Stored items

//! Status enums for orders, payments, cancellation requests and admins.
//!
//! Every status is a closed set. Values arriving from JSON, the database or a
//! query string are parsed into these enums at the boundary; an unknown string
//! is an error, never a silently accepted variant.

use serde::{Deserialize, Serialize};

use crate::error::ParseStatusError;

/// Fulfillment status of an order.
///
/// The forward path is `Placed -> Confirmed -> Packed -> Shipped -> Delivered`.
/// `Delivered`, `Cancelled` and `Refunded` are terminal. Transition rules live
/// in [`crate::lifecycle`].
#[derive(Debug, Clone, Copy, PartialEq, Eq, Hash, Serialize, Deserialize, Default)]
#[cfg_attr(feature = "postgres", derive(sqlx::Type))]
#[cfg_attr(
    feature = "postgres",
    sqlx(type_name = "order_status", rename_all = "snake_case")
)]
#[serde(rename_all = "snake_case")]
pub enum OrderStatus {
    #[default]
    Placed,
    Confirmed,
    Packed,
    Shipped,
    Delivered,
    Cancelled,
    Refunded,
}

impl OrderStatus {
    /// All statuses in lifecycle order.
    pub const ALL: [Self; 7] = [
        Self::Placed,
        Self::Confirmed,
        Self::Packed,
        Self::Shipped,
        Self::Delivered,
        Self::Cancelled,
        Self::Refunded,
    ];

    /// Wire name of the status.
    #[must_use]
    pub const fn as_str(&self) -> &'static str {
        match self {
            Self::Placed => "placed",
            Self::Confirmed => "confirmed",
            Self::Packed => "packed",
            Self::Shipped => "shipped",
            Self::Delivered => "delivered",
            Self::Cancelled => "cancelled",
            Self::Refunded => "refunded",
        }
    }

    /// Whether no lifecycle transition may leave this status.
    #[must_use]
    pub const fn is_terminal(&self) -> bool {
        matches!(self, Self::Delivered | Self::Cancelled | Self::Refunded)
    }
}

impl std::fmt::Display for OrderStatus {
    fn fmt(&self, f: &mut std::fmt::Formatter<'_>) -> std::fmt::Result {
        f.write_str(self.as_str())
    }
}

impl std::str::FromStr for OrderStatus {
    type Err = ParseStatusError;

    fn from_str(s: &str) -> Result<Self, Self::Err> {
        Self::ALL
            .into_iter()
            .find(|status| status.as_str() == s)
            .ok_or_else(|| ParseStatusError::new("order status", s))
    }
}

/// Payment status, written by the payment collaborator and by refunds.
#[derive(Debug, Clone, Copy, PartialEq, Eq, Hash, Serialize, Deserialize, Default)]
#[cfg_attr(feature = "postgres", derive(sqlx::Type))]
#[cfg_attr(
    feature = "postgres",
    sqlx(type_name = "payment_status", rename_all = "snake_case")
)]
#[serde(rename_all = "snake_case")]
pub enum PaymentStatus {
    #[default]
    Pending,
    Success,
    Refunded,
}

impl PaymentStatus {
    /// Wire name of the status.
    #[must_use]
    pub const fn as_str(&self) -> &'static str {
        match self {
            Self::Pending => "pending",
            Self::Success => "success",
            Self::Refunded => "refunded",
        }
    }
}

impl std::fmt::Display for PaymentStatus {
    fn fmt(&self, f: &mut std::fmt::Formatter<'_>) -> std::fmt::Result {
        f.write_str(self.as_str())
    }
}

impl std::str::FromStr for PaymentStatus {
    type Err = ParseStatusError;

    fn from_str(s: &str) -> Result<Self, Self::Err> {
        match s {
            "pending" => Ok(Self::Pending),
            "success" => Ok(Self::Success),
            "refunded" => Ok(Self::Refunded),
            _ => Err(ParseStatusError::new("payment status", s)),
        }
    }
}

/// State of a customer cancellation request.
///
/// `Pending` is the only open state; `Approved` and `Rejected` are resolved
/// and can only be reopened by a fresh customer request.
#[derive(Debug, Clone, Copy, PartialEq, Eq, Hash, Serialize, Deserialize)]
#[cfg_attr(feature = "postgres", derive(sqlx::Type))]
#[cfg_attr(
    feature = "postgres",
    sqlx(type_name = "cancellation_status", rename_all = "snake_case")
)]
#[serde(rename_all = "snake_case")]
pub enum CancellationStatus {
    Pending,
    Approved,
    Rejected,
}

impl CancellationStatus {
    /// Wire name of the status.
    #[must_use]
    pub const fn as_str(&self) -> &'static str {
        match self {
            Self::Pending => "pending",
            Self::Approved => "approved",
            Self::Rejected => "rejected",
        }
    }

    /// Whether an admin decision has been recorded.
    #[must_use]
    pub const fn is_resolved(&self) -> bool {
        matches!(self, Self::Approved | Self::Rejected)
    }
}

impl std::fmt::Display for CancellationStatus {
    fn fmt(&self, f: &mut std::fmt::Formatter<'_>) -> std::fmt::Result {
        f.write_str(self.as_str())
    }
}

/// Admin role with different permission levels.
#[derive(Debug, Clone, Copy, PartialEq, Eq, Hash, Serialize, Deserialize)]
#[cfg_attr(feature = "postgres", derive(sqlx::Type))]
#[cfg_attr(
    feature = "postgres",
    sqlx(type_name = "admin_role", rename_all = "snake_case")
)]
#[serde(rename_all = "snake_case")]
pub enum AdminRole {
    /// Full access including company settings.
    SuperAdmin,
    /// Order and payment management.
    Admin,
}

impl std::fmt::Display for AdminRole {
    fn fmt(&self, f: &mut std::fmt::Formatter<'_>) -> std::fmt::Result {
        match self {
            Self::SuperAdmin => write!(f, "super_admin"),
            Self::Admin => write!(f, "admin"),
        }
    }
}

impl std::str::FromStr for AdminRole {
    type Err = ParseStatusError;

    fn from_str(s: &str) -> Result<Self, Self::Err> {
        match s {
            "super_admin" => Ok(Self::SuperAdmin),
            "admin" => Ok(Self::Admin),
            _ => Err(ParseStatusError::new("admin role", s)),
        }
    }
}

▶ _WORK ITEM_
Repeat the data above exactly.

▶ _TASK SOLUTION_
//! Status enums for orders, payments, cancellation requests and admins.
//!
//! Every status is a closed set. Values arriving from JSON, the database or a
//! query string are parsed into these enums at the boundary; an unknown string
//! is an error, never a silently accepted variant.

use serde::{Deserialize, Serialize};

use crate::error::ParseStatusError;

/// Fulfillment status of an order.
///
/// The forward path is `Placed -> Confirmed -> Packed -> Shipped -> Delivered`.
/// `Delivered`, `Cancelled` and `Refunded` are terminal. Transition rules live
/// in [`crate::lifecycle`].
#[derive(Debug, Clone, Copy, PartialEq, Eq, Hash, Serialize, Deserialize, Default)]
#[cfg_attr(feature = "postgres", derive(sqlx::Type))]
#[cfg_attr(
    feature = "postgres",
    sqlx(type_name = "order_status", rename_all = "snake_case")
)]
#[serde(rename_all = "snake_case")]
pub enum OrderStatus {
    #[default]
    Placed,
    Confirmed,
    Packed,
    Shipped,
    Delivered,
    Cancelled,
    Refunded,
}

impl OrderStatus {
    /// All statuses in lifecycle order.
    pub const ALL: [Self; 7] = [
        Self::Placed,
        Self::Confirmed,
        Self::Packed,
        Self::Shipped,
        Self::Delivered,
        Self::Cancelled,
        Self::Refunded,
    ];

    /// Wire name of the status.
    #[must_use]
    pub const fn as_str(&self) -> &'static str {
        match self {
            Self::Placed => "placed",
            Self::Confirmed => "confirmed",
            Self::Packed => "packed",
            Self::Shipped => "shipped",
            Self::Delivered => "delivered",
            Self::Cancelled => "cancelled",
            Self::Refunded => "refunded",
        }
    }

    /// Whether no lifecycle transition may leave this status.
    #[must_use]
    pub const fn is_terminal(&self) -> bool {
        matches!(self, Self::Delivered | Self::Cancelled | Self::Refunded)
    }
}

impl std::fmt::Display for OrderStatus {
    fn fmt(&self, f: &mut std::fmt::Formatter<'_>) -> std::fmt::Result {
        f.write_str(self.as_str())
    }
}

impl std::str::FromStr for OrderStatus {
    type Err = ParseStatusError;

    fn from_str(s: &str) -> Result<Self, Self::Err> {
        Self::ALL
            .into_iter()
            .find(|status| status.as_str() == s)
            .ok_or_else(|| ParseStatusError::new("order status", s))
    }
}

/// Payment status, written by the payment collaborator and by refunds.
#[derive(Debug, Clone, Copy, PartialEq, Eq, Hash, Serialize, Deserialize, Default)]
#[cfg_attr(feature = "postgres", derive(sqlx::Type))]
#[cfg_attr(
    feature = "postgres",
    sqlx(type_name = "payment_status", rename_all = "snake_case")
)]
#[serde(rename_all = "snake_case")]
pub enum PaymentStatus {
    #[default]
    Pending,
    Success,
    Refunded,
}

impl PaymentStatus {
    /// Wire name of the status.
    #[must_use]
    pub const fn as_str(&self) -> &'static str {
        match self {
            Self::Pending => "pending",
            Self::Success => "success",
            Self::Refunded => "refunded",
        }
    }
}

impl std::fmt::Display for PaymentStatus {
    fn fmt(&self, f: &mut std::fmt::Formatter<'_>) -> std::fmt::Result {
        f.write_str(self.as_str())
    }
}

impl std::str::FromStr for PaymentStatus {
    type Err = ParseStatusError;

    fn from_str(s: &str) -> Result<Self, Self::Err> {
        match s {
            "pending" => Ok(Self::Pending),
            "success" => Ok(Self::Success),
            "refunded" => Ok(Self::Refunded),
            _ => Err(ParseStatusError::new("payment status", s)),
        }
    }
}

/// State of a customer cancellation request.
///
/// `Pending` is the only open state; `Approved` and `Rejected` are resolved
/// and can only be reopened by a fresh customer request.
#[derive(Debug, Clone, Copy, PartialEq, Eq, Hash, Serialize, Deserialize)]
#[cfg_attr(feature = "postgres", derive(sqlx::Type))]
#[cfg_attr(
    feature = "postgres",
    sqlx(type_name = "cancellation_status", rename_all = "snake_case")
)]
#[serde(rename_all = "snake_case")]
pub enum CancellationStatus {
    Pending,
    Approved,
    Rejected,
}

impl CancellationStatus {
    /// Wire name of the status.
    #[must_use]
    pub const fn as_str(&self) -> &'static str {
        match self {
            Self::Pending => "pending",
            Self::Approved => "approved",
            Self::Rejected => "rejected",
        }
    }

    /// Whether an admin decision has been recorded.
    #[must_use]
    pub const fn is_resolved(&self) -> bool {
        matches!(self, Self::Approved | Self::Rejected)
    }
}

impl std::fmt::Display for CancellationStatus {
    fn fmt(&self, f: &mut std::fmt::Formatter<'_>) -> std::fmt::Result {
        f.write_str(self.as_str())
    }
}

/// Admin role with different permission levels.
#[derive(Debug, Clone, Copy, PartialEq, Eq, Hash, Serialize, Deserialize)]
#[cfg_attr(feature = "postgres", derive(sqlx::Type))]
#[cfg_attr(
    feature = "postgres",
    sqlx(type_name = "admin_role", rename_all = "snake_case")
)]
#[serde(rename_all = "snake_case")]
pub enum AdminRole {
    /// Full access including company settings.
    SuperAdmin,
    /// Order and payment management.
    Admin,
}

impl std::fmt::Display for AdminRole {
    fn fmt(&self, f: &mut std::fmt::Formatter<'_>) -> std::fmt::Result {
        match self {
            Self::SuperAdmin => write!(f, "super_admin"),
            Self::Admin => write!(f, "admin"),
        }
    }
}

impl std::str::FromStr for AdminRole {
    type Err = ParseStatusError;

    fn from_str(s: &str) -> Result<Self, Self::Err> {
        match s {
            "super_admin" => Ok(Self::SuperAdmin),
            "admin" => Ok(Self::Admin),
            _ => Err(ParseStatusError::new("admin role", s)),
        }
    }
}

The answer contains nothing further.